Nothing but the line containing "d if d <= 31" and the lines that follow it to the end of the material below should appear in the answer, each copied exactly.

* Extracted information *
════════════════════

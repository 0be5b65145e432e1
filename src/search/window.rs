use chrono::{DateTime, Utc};

/// Date range requested by the caller
///
/// Stored as absolute timestamps and only turned into the API's relative `dateRestrict`
/// code when a request URL is built, so the code is relative to the moment of the call.
#[derive(Debug, Clone, Copy, Default, PartialEq, Eq)]
pub struct DateWindow {
    pub from: Option<DateTime<Utc>>,
    pub to: Option<DateTime<Utc>>,
}

impl DateWindow {
    pub fn is_empty(&self) -> bool {
        self.from.is_none() && self.to.is_none()
    }

    /// `dateRestrict` code for this window as seen from `now`.
    ///
    /// Only the lower bound can be expressed; the API has no upper bound.
    pub fn restrict_code(&self, now: DateTime<Utc>) -> Option<String> {
        let from = self.from?;
        encode_days((now - from).num_days())
    }
}

/// Relative window code for a span of `days` ending now.
pub fn encode_days(days: i64) -> Option<String> {
    let ceil_div = |n: i64, d: i64| (n + d - 1) / d;
    match days {
        d if d <= 0 => None,
        d if d <= 7 => Some(format!("d{d}")),
        d if d <= 31 => Some(format!("w{}", ceil_div(d, 7))),
        d if d <= 365 => Some(format!("m{}", ceil_div(d, 30))),
        d => Some(format!("y{}", ceil_div(d, 365))),
    }
}

#[cfg(test)]
mod tests {
    use super::*;
    use chrono::Duration;

    #[test]
    fn test_recent_dates_use_days() {
        let now = Utc::now();
        let window = DateWindow {
            from: Some(now - Duration::days(3)),
            to: None,
        };
        assert_eq!(window.restrict_code(now).as_deref(), Some("d3"));
    }

    #[test]
    fn test_forty_days_rounds_up_to_two_months() {
        let now = Utc::now();
        let window = DateWindow {
            from: Some(now - Duration::days(40)),
            to: None,
        };
        assert_eq!(window.restrict_code(now).as_deref(), Some("m2"));
    }

    #[test]
    fn test_bucket_boundaries() {
        assert_eq!(encode_days(7).as_deref(), Some("d7"));
        assert_eq!(encode_days(8).as_deref(), Some("w2"));
        assert_eq!(encode_days(31).as_deref(), Some("w5"));
        assert_eq!(encode_days(32).as_deref(), Some("m2"));
        assert_eq!(encode_days(365).as_deref(), Some("m13"));
        assert_eq!(encode_days(366).as_deref(), Some("y2"));
        assert_eq!(encode_days(800).as_deref(), Some("y3"));
    }

    #[test]
    fn test_future_or_missing_from_has_no_restriction() {
        let now = Utc::now();
        let future = DateWindow {
            from: Some(now + Duration::days(2)),
            to: None,
        };
        assert_eq!(future.restrict_code(now), None);

        let only_to = DateWindow {
            from: None,
            to: Some(now),
        };
        assert_eq!(only_to.restrict_code(now), None);
        assert!(DateWindow::default().is_empty());
    }
}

════════════════════

* Written response *
        d if d <= 31 => Some(format!("w{}", ceil_div(d, 7))),
        d if d <= 365 => Some(format!("m{}", ceil_div(d, 30))),
        d => Some(format!("y{}", ceil_div(d, 365))),
    }
}

#[cfg(test)]
mod tests {
    use super::*;
    use chrono::Duration;

    #[test]
    fn test_recent_dates_use_days() {
        let now = Utc::now();
        let window = DateWindow {
            from: Some(now - Duration::days(3)),
            to: None,
        };
        assert_eq!(window.restrict_code(now).as_deref(), Some("d3"));
    }

    #[test]
    fn test_forty_days_rounds_up_to_two_months() {
        let now = Utc::now();
        let window = DateWindow {
            from: Some(now - Duration::days(40)),
            to: None,
        };
        assert_eq!(window.restrict_code(now).as_deref(), Some("m2"));
    }

    #[test]
    fn test_bucket_boundaries() {
        assert_eq!(encode_days(7).as_deref(), Some("d7"));
        assert_eq!(encode_days(8).as_deref(), Some("w2"));
        assert_eq!(encode_days(31).as_deref(), Some("w5"));
        assert_eq!(encode_days(32).as_deref(), Some("m2"));
        assert_eq!(encode_days(365).as_deref(), Some("m13"));
        assert_eq!(encode_days(366).as_deref(), Some("y2"));
        assert_eq!(encode_days(800).as_deref(), Some("y3"));
    }

    #[test]
    fn test_future_or_missing_from_has_no_restriction() {
        let now = Utc::now();
        let future = DateWindow {
            from: Some(now + Duration::days(2)),
            to: None,
        };
        assert_eq!(future.restrict_code(now), None);

        let only_to = DateWindow {
            from: None,
            to: Some(now),
        };
        assert_eq!(only_to.restrict_code(now), None);
        assert!(DateWindow::default().is_empty());
    }
}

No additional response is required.